▶ [Your assignment]:
Only one stretch of the data is wanted: the line containing "use std::cmp::Ordering;", the line containing "impl fmt::Display for SortKey", and every line between them, copied exactly.

[Data items]

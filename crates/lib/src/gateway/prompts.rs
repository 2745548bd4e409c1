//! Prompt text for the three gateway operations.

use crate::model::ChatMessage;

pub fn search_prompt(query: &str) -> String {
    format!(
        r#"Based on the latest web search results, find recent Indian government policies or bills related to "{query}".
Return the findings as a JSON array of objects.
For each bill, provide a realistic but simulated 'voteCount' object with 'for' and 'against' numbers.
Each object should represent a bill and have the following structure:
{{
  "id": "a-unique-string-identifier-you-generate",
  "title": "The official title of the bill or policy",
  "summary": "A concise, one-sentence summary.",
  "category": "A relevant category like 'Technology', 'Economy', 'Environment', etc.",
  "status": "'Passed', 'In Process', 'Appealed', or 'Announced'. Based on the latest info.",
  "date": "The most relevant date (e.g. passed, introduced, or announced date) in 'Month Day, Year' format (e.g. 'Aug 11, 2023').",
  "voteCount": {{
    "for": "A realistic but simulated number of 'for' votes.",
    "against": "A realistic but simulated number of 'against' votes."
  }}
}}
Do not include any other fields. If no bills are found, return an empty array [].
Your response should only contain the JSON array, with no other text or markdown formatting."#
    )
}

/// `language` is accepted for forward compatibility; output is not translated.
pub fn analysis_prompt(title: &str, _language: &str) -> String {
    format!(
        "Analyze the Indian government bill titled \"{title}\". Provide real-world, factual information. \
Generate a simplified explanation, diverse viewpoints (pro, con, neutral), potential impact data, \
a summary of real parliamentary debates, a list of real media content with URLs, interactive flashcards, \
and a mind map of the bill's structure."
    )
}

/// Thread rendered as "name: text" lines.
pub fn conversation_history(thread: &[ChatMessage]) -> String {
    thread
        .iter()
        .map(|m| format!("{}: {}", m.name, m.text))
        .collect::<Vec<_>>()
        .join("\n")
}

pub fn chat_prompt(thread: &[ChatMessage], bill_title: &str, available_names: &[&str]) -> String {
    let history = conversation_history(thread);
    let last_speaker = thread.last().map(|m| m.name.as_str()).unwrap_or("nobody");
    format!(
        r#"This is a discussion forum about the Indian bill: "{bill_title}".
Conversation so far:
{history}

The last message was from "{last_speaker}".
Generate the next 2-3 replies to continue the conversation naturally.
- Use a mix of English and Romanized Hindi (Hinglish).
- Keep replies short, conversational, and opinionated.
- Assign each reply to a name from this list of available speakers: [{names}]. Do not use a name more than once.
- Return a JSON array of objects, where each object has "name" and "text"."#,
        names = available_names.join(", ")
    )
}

--

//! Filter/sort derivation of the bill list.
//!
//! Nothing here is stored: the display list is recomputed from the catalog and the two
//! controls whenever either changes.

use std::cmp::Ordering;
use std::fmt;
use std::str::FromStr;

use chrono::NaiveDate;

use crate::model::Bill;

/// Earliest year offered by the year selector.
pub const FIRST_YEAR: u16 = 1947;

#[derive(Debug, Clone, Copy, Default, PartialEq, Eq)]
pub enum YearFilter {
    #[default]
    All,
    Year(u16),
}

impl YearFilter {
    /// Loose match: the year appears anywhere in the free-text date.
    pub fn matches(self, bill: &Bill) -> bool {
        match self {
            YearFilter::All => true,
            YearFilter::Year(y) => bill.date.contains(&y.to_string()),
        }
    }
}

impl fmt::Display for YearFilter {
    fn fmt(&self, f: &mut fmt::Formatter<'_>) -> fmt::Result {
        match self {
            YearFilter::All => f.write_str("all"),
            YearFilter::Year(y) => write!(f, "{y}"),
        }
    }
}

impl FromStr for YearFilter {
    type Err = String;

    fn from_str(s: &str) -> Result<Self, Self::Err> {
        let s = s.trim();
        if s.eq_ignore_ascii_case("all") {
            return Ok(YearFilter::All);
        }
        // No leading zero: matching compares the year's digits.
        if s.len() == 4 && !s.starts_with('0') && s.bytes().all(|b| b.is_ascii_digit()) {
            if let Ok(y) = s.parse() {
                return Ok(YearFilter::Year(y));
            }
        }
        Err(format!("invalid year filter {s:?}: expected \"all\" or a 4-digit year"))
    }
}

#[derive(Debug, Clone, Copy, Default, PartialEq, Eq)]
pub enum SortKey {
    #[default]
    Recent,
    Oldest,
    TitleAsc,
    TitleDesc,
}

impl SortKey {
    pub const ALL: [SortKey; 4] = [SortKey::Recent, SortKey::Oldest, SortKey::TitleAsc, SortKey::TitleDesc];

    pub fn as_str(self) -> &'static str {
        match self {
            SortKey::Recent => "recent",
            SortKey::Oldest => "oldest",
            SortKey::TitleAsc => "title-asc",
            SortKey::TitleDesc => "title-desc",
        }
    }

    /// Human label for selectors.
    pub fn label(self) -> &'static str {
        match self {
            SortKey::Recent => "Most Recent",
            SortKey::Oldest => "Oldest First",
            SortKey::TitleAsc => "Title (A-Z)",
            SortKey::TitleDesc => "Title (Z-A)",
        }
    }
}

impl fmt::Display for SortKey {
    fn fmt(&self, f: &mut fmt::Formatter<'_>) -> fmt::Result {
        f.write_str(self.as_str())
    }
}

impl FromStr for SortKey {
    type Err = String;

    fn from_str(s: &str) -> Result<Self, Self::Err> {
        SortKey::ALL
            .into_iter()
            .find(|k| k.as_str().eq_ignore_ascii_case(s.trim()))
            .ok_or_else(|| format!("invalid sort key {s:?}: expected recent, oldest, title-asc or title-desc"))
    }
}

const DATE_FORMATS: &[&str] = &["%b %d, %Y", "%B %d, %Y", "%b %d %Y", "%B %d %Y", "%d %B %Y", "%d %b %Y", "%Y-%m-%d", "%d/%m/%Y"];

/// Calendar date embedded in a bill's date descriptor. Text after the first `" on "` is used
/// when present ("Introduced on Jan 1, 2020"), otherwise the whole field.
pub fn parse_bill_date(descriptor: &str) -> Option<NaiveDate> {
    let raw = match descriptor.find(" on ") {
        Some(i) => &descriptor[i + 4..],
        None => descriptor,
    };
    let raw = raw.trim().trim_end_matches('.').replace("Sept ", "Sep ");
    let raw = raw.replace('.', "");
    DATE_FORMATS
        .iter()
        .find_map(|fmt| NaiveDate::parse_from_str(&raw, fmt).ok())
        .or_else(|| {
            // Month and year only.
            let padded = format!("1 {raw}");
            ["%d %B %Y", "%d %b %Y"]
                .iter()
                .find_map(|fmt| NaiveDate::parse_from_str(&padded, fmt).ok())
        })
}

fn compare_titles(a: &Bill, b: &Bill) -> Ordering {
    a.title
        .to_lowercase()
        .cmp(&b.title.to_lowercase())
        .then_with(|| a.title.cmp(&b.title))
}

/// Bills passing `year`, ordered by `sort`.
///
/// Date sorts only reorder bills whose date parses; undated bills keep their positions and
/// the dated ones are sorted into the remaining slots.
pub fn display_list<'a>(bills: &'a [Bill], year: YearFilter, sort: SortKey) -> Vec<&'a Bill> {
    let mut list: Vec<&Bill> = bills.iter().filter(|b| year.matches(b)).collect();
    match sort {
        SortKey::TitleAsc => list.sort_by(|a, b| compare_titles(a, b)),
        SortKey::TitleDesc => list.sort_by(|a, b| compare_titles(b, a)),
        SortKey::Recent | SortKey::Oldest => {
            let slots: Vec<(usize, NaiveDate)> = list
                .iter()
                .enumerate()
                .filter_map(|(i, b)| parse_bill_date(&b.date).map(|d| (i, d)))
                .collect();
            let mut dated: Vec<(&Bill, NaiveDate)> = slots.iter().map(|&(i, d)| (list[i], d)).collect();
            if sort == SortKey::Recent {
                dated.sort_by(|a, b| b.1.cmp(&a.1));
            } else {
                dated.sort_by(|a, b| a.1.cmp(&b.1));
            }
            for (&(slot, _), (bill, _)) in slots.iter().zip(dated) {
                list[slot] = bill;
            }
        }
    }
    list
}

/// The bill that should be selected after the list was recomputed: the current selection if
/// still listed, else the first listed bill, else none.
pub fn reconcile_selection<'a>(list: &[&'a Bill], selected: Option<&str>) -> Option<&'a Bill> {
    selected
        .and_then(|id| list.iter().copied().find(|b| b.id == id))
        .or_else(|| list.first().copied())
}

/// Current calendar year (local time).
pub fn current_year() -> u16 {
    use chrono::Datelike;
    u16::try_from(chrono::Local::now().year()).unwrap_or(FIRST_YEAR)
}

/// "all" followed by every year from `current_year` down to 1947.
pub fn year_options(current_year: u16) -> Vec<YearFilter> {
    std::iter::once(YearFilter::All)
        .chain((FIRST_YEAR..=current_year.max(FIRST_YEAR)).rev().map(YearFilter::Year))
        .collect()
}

---

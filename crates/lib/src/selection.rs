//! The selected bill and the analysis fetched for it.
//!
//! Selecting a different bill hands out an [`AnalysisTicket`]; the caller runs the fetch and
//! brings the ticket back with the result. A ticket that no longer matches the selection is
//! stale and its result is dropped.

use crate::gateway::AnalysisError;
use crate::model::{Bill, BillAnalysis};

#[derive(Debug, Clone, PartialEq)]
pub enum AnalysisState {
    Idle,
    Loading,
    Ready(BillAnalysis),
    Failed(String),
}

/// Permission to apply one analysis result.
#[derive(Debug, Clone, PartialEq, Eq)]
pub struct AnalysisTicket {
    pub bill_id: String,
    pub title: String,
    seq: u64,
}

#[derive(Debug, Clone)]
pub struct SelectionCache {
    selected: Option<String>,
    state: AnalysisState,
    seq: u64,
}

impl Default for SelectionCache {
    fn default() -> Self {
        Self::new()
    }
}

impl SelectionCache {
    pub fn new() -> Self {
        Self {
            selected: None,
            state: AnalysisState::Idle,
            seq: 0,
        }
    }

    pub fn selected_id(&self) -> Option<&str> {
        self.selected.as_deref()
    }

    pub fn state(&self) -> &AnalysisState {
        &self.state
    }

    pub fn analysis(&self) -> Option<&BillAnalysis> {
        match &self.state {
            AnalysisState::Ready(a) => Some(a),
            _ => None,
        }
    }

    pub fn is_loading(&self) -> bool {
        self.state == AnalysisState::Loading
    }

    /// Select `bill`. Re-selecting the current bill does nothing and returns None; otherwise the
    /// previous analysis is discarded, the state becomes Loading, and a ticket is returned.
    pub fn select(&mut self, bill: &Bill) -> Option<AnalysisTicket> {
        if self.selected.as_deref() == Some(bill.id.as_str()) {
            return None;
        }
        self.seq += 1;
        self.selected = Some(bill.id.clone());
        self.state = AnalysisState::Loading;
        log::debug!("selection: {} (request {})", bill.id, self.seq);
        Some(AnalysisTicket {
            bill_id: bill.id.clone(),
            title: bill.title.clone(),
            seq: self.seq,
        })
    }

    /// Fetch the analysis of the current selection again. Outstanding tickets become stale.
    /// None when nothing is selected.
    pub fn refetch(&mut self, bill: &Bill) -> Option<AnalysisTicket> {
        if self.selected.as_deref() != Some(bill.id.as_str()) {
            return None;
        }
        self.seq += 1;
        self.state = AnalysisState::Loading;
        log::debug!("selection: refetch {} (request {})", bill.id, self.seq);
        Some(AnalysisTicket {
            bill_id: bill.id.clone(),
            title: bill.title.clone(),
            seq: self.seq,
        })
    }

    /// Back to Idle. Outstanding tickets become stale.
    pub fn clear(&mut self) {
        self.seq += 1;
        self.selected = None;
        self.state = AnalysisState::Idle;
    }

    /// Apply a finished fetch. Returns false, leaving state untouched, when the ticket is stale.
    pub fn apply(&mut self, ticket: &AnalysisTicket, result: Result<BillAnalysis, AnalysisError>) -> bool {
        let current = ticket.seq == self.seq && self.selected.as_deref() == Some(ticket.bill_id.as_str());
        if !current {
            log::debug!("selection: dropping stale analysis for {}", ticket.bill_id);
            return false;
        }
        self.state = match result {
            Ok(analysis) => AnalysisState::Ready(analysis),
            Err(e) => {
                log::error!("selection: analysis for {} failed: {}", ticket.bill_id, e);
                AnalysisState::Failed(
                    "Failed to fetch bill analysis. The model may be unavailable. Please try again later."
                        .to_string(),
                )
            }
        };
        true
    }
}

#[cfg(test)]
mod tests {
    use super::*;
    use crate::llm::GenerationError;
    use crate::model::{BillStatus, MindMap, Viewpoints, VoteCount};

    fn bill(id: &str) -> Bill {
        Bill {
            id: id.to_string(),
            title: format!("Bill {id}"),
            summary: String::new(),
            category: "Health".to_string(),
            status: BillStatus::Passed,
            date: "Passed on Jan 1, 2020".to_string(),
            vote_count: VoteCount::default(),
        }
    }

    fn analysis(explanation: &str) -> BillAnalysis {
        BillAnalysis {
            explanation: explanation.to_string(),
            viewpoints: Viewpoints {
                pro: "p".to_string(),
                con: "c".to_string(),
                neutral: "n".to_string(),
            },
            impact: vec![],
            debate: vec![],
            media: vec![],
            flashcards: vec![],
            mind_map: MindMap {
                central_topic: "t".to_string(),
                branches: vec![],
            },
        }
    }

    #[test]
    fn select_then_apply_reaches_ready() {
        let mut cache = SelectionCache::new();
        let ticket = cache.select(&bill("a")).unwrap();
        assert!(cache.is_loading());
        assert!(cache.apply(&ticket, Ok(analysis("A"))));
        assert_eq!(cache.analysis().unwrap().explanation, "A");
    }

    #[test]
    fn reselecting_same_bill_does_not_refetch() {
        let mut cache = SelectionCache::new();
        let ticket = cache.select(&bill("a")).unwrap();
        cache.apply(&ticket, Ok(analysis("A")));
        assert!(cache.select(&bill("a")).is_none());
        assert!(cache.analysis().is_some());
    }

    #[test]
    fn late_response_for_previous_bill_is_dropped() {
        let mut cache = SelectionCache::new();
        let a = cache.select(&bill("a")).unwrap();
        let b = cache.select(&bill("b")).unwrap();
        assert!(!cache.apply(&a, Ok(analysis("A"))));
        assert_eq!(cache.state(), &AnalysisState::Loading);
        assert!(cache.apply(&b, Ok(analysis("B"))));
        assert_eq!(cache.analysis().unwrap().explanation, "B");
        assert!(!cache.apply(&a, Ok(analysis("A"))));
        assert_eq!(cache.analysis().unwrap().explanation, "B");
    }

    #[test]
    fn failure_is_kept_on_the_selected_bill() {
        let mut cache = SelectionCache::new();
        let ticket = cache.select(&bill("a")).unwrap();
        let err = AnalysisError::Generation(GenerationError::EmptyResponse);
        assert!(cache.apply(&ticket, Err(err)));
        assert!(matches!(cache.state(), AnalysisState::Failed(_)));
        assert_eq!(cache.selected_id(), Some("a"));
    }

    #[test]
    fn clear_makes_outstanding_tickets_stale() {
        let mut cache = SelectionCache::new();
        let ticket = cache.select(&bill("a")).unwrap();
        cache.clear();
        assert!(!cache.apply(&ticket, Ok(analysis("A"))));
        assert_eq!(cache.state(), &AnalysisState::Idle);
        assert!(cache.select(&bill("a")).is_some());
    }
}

▶ [Expected answer]:
use std::cmp::Ordering;
use std::fmt;
use std::str::FromStr;

use chrono::NaiveDate;

use crate::model::Bill;

/// Earliest year offered by the year selector.
pub const FIRST_YEAR: u16 = 1947;

#[derive(Debug, Clone, Copy, Default, PartialEq, Eq)]
pub enum YearFilter {
    #[default]
    All,
    Year(u16),
}

impl YearFilter {
    /// Loose match: the year appears anywhere in the free-text date.
    pub fn matches(self, bill: &Bill) -> bool {
        match self {
            YearFilter::All => true,
            YearFilter::Year(y) => bill.date.contains(&y.to_string()),
        }
    }
}

impl fmt::Display for YearFilter {
    fn fmt(&self, f: &mut fmt::Formatter<'_>) -> fmt::Result {
        match self {
            YearFilter::All => f.write_str("all"),
            YearFilter::Year(y) => write!(f, "{y}"),
        }
    }
}

impl FromStr for YearFilter {
    type Err = String;

    fn from_str(s: &str) -> Result<Self, Self::Err> {
        let s = s.trim();
        if s.eq_ignore_ascii_case("all") {
            return Ok(YearFilter::All);
        }
        // No leading zero: matching compares the year's digits.
        if s.len() == 4 && !s.starts_with('0') && s.bytes().all(|b| b.is_ascii_digit()) {
            if let Ok(y) = s.parse() {
                return Ok(YearFilter::Year(y));
            }
        }
        Err(format!("invalid year filter {s:?}: expected \"all\" or a 4-digit year"))
    }
}

#[derive(Debug, Clone, Copy, Default, PartialEq, Eq)]
pub enum SortKey {
    #[default]
    Recent,
    Oldest,
    TitleAsc,
    TitleDesc,
}

impl SortKey {
    pub const ALL: [SortKey; 4] = [SortKey::Recent, SortKey::Oldest, SortKey::TitleAsc, SortKey::TitleDesc];

    pub fn as_str(self) -> &'static str {
        match self {
            SortKey::Recent => "recent",
            SortKey::Oldest => "oldest",
            SortKey::TitleAsc => "title-asc",
            SortKey::TitleDesc => "title-desc",
        }
    }

    /// Human label for selectors.
    pub fn label(self) -> &'static str {
        match self {
            SortKey::Recent => "Most Recent",
            SortKey::Oldest => "Oldest First",
            SortKey::TitleAsc => "Title (A-Z)",
            SortKey::TitleDesc => "Title (Z-A)",
        }
    }
}

impl fmt::Display for SortKey {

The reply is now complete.